* [Problem details] In the records below, find the line that contains "label for messages" and the line that contains "pub fn is_terminal(&self)". Set down exactly those lines and every line between them, and nothing more.

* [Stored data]
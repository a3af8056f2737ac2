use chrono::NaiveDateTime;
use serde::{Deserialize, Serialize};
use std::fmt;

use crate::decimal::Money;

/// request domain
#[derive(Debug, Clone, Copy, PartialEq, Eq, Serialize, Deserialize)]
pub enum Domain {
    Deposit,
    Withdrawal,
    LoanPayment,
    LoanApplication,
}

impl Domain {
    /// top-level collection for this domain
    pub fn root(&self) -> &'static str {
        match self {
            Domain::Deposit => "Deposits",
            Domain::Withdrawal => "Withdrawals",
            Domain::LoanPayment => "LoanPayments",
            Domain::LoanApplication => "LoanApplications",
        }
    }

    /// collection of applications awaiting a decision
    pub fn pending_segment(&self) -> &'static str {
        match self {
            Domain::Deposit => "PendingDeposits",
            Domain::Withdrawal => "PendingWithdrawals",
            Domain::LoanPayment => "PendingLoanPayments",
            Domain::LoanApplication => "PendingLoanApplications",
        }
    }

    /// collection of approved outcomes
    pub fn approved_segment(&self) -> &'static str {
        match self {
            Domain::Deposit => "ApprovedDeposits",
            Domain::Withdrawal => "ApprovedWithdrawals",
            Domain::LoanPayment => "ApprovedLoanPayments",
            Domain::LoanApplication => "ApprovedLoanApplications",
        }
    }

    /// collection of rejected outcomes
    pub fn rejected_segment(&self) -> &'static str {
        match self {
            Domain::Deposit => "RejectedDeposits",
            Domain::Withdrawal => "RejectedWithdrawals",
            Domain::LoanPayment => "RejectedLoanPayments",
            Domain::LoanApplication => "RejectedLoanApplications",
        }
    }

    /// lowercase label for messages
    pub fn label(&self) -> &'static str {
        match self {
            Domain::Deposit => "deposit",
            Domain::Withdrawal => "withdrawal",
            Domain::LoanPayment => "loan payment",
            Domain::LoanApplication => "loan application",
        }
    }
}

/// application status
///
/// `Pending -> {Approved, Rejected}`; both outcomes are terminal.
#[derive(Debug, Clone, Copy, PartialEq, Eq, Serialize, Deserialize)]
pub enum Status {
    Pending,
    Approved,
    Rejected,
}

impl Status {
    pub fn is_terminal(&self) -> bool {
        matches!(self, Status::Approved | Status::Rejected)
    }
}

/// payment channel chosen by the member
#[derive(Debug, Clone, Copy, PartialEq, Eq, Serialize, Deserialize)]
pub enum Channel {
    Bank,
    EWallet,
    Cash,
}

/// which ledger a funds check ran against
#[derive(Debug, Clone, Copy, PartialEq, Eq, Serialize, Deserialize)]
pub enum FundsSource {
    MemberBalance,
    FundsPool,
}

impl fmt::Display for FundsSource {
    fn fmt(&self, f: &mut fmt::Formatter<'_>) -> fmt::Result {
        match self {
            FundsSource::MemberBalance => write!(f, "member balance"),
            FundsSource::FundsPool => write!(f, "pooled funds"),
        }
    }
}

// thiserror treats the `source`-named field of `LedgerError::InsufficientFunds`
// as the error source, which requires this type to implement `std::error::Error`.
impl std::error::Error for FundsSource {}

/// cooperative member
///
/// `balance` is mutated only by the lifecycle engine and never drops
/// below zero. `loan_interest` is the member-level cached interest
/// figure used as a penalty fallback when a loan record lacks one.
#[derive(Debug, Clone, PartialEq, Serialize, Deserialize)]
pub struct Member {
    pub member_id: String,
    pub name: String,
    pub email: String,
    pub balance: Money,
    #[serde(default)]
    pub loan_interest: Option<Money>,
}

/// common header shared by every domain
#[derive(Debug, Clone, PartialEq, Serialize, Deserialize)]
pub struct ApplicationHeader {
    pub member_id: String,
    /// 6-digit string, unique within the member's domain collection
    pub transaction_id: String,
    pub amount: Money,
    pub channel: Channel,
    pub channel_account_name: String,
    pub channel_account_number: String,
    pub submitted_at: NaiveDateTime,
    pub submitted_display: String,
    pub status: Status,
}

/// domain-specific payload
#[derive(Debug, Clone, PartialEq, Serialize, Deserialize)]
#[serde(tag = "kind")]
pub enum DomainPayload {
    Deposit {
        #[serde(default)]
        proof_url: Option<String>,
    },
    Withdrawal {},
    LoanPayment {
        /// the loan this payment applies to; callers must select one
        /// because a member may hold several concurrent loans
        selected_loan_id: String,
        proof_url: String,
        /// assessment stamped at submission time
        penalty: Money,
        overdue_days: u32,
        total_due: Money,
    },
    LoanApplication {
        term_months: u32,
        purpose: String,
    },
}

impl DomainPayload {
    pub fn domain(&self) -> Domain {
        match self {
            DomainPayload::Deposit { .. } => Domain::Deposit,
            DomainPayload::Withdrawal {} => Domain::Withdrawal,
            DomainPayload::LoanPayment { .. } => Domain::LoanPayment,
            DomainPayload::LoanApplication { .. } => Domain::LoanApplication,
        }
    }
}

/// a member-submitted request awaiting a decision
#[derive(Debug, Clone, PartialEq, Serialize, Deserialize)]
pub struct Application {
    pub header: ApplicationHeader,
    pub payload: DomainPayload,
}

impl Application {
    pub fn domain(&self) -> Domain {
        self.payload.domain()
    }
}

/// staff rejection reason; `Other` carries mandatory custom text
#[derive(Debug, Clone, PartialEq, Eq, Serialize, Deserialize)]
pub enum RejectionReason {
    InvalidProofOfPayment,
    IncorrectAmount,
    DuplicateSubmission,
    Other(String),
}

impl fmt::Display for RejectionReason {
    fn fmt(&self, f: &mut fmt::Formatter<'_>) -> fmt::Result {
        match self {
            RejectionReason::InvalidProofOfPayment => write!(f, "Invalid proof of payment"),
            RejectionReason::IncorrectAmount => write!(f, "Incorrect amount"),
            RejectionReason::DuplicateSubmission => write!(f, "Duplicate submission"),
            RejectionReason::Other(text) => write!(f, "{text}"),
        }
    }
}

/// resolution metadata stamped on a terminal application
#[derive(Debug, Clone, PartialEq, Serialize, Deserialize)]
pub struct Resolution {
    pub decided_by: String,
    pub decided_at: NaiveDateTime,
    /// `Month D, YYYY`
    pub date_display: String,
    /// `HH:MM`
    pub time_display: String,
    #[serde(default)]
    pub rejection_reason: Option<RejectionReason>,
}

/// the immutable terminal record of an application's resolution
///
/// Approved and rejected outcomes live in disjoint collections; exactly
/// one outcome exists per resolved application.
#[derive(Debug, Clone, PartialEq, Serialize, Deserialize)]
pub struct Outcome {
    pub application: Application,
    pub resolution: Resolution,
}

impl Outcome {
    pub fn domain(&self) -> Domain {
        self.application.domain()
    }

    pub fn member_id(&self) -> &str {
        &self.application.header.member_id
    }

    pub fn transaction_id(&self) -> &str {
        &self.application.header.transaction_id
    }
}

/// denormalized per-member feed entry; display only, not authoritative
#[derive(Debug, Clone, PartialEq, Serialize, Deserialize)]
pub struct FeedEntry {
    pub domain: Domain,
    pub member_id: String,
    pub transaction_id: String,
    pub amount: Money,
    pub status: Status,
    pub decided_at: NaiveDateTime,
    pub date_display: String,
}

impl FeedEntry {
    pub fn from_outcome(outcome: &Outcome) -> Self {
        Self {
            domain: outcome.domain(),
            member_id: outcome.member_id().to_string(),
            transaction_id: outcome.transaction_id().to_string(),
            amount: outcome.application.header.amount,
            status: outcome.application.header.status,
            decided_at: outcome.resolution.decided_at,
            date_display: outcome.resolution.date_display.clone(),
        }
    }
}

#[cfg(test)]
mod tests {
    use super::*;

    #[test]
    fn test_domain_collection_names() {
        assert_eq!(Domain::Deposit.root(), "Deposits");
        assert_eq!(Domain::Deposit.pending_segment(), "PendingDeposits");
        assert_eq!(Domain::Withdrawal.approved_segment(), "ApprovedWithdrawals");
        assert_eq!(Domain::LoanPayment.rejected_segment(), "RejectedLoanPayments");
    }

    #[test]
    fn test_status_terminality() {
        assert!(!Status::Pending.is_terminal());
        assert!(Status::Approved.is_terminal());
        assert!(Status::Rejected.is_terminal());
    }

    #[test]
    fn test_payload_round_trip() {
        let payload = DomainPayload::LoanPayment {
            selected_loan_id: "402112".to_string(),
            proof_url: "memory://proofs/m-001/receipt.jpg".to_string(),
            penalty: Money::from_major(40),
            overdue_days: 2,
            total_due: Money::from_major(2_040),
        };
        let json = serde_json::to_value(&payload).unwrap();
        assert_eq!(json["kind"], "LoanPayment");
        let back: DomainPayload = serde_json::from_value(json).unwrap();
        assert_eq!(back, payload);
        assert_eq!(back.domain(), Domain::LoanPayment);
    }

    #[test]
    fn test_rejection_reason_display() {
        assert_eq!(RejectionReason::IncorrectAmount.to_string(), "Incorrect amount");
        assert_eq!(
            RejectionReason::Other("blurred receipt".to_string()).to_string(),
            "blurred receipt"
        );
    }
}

* [Answer space]
    /// lowercase label for messages
    pub fn label(&self) -> &'static str {
        match self {
            Domain::Deposit => "deposit",
            Domain::Withdrawal => "withdrawal",
            Domain::LoanPayment => "loan payment",
            Domain::LoanApplication => "loan application",
        }
    }
}

/// application status
///
/// `Pending -> {Approved, Rejected}`; both outcomes are terminal.
#[derive(Debug, Clone, Copy, PartialEq, Eq, Serialize, Deserialize)]
pub enum Status {
    Pending,
    Approved,
    Rejected,
}

impl Status {
    pub fn is_terminal(&self) -> bool {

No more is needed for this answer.